Common spreadsheet mistakes in risk modeling

Quantitative risk analysis involves a wide range of skills and tasks that risk modelers need to have mastered before embarking on an important risk analysis of their own. Among the most over-looked and underestimated of these skills is knowledge of how to manipulate variables within Monte Carlo simulation models which is the standard modeling technique for risk analysis.

Add, subtract, multiply, divide – we have learned how to use them with numbers at school by the age of ten at the latest, and we take it for granted that we have mastered them. It is hard to imagine a risk analysis model in any field that does not include some of these four operations. Yet these basic operations very often do not work in the same way when those numbers are uncertain. Most risk analysis models to some degree incorrectly manipulate uncertain variables in a model, perhaps because we don’t give a second thought to calculations using + - * / .
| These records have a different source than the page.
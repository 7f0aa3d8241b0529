//! Manufacturer use cases.

use async_trait::async_trait;
use std::sync::Arc;
use uuid::Uuid;

use common::{AppResult, OptionExt};
use domain::{CreateManufacturer, ManufacturerResponse, ManufacturerSearch, UpdateManufacturer};

use super::resource::Resource;
use crate::infra::UnitOfWork;
use crate::types::{Paginated, PaginationParams};

pub struct ManufacturerManager<U: UnitOfWork> {
    uow: Arc<U>,
}

impl<U: UnitOfWork> ManufacturerManager<U> {
    pub fn new(uow: Arc<U>) -> Self {
        Self { uow }
    }
}

#[async_trait]
impl<U: UnitOfWork + 'static> Resource for ManufacturerManager<U> {
    const NAME: &'static str = "manufacturer";

    type Search = ManufacturerSearch;
    type Create = CreateManufacturer;
    type Update = UpdateManufacturer;
    type Summary = ManufacturerResponse;
    type Detail = ManufacturerResponse;

    async fn list(
        &self,
        search: ManufacturerSearch,
        page: PaginationParams,
    ) -> AppResult<Paginated<ManufacturerResponse>> {
        let page = self.uow.manufacturers().search(&search, page).await?;
        Ok(page.map(ManufacturerResponse::from))
    }

    async fn get(&self, id: Uuid) -> AppResult<ManufacturerResponse> {
        let manufacturer = self
            .uow
            .manufacturers()
            .find_by_id(id)
            .await?
            .ok_or_not_found()?;
        Ok(manufacturer.into())
    }

    async fn create(&self, payload: CreateManufacturer) -> AppResult<ManufacturerResponse> {
        let manufacturer = self
            .uow
            .manufacturers()
            .create(payload.name, payload.country)
            .await?;
        tracing::info!(id = %manufacturer.id, "Manufacturer created");
        Ok(manufacturer.into())
    }

    async fn update(
        &self,
        id: Uuid,
        payload: UpdateManufacturer,
    ) -> AppResult<ManufacturerResponse> {
        Ok(self.uow.manufacturers().update(id, payload).await?.into())
    }

    async fn delete(&self, id: Uuid) -> AppResult<()> {
        self.uow.manufacturers().delete(id).await?;
        tracing::info!(%id, "Manufacturer deleted with its cars");
        Ok(())
    }
}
There is a widely held belief that one can take a standard spreadsheet model (e.g. a cashflow model with EBITDA or NPV calculation) and simply replace any value within that model that is uncertain with a function that generates random samples from some distribution to reflect its uncertainty. People mistakenly think that the rest of the model’s logic can be left unchanged.

And it really does matter. Incorrect manipulation of uncertain variables in a model will almost always produce simulation results with something close to the correct average value, which people use as a ‘reality check’, but completely wrong spread around that average value. The net effect is usually that decision-makers are presented with a wildly inaccurate estimate of the uncertainty (risk) of the outcomes of different decision choices. Some may realize that the model results are unrealistic and dismiss them, while others won’t and will make misguided decisions.

Mathematics

Most spreadsheets are made up of numbers and variables connected together with addition subtraction, multiplication and division. These operators (+, -, *, /) will not always work well when converting to a model where the values are uncertain:

Addition

Of the four operations, addition is the least problematic. The only issue that occurs is where the two variables being added are connected in some way (i.e. causally associated with each other either directly or indirectly so that their possible values are correlated). In other words, if the two variables you want to add together are affected by one or more of the same external factors then simple addition will very likely not be appropriate. If this is the case, the model should incorporate the inter-relationship using a correlation technique.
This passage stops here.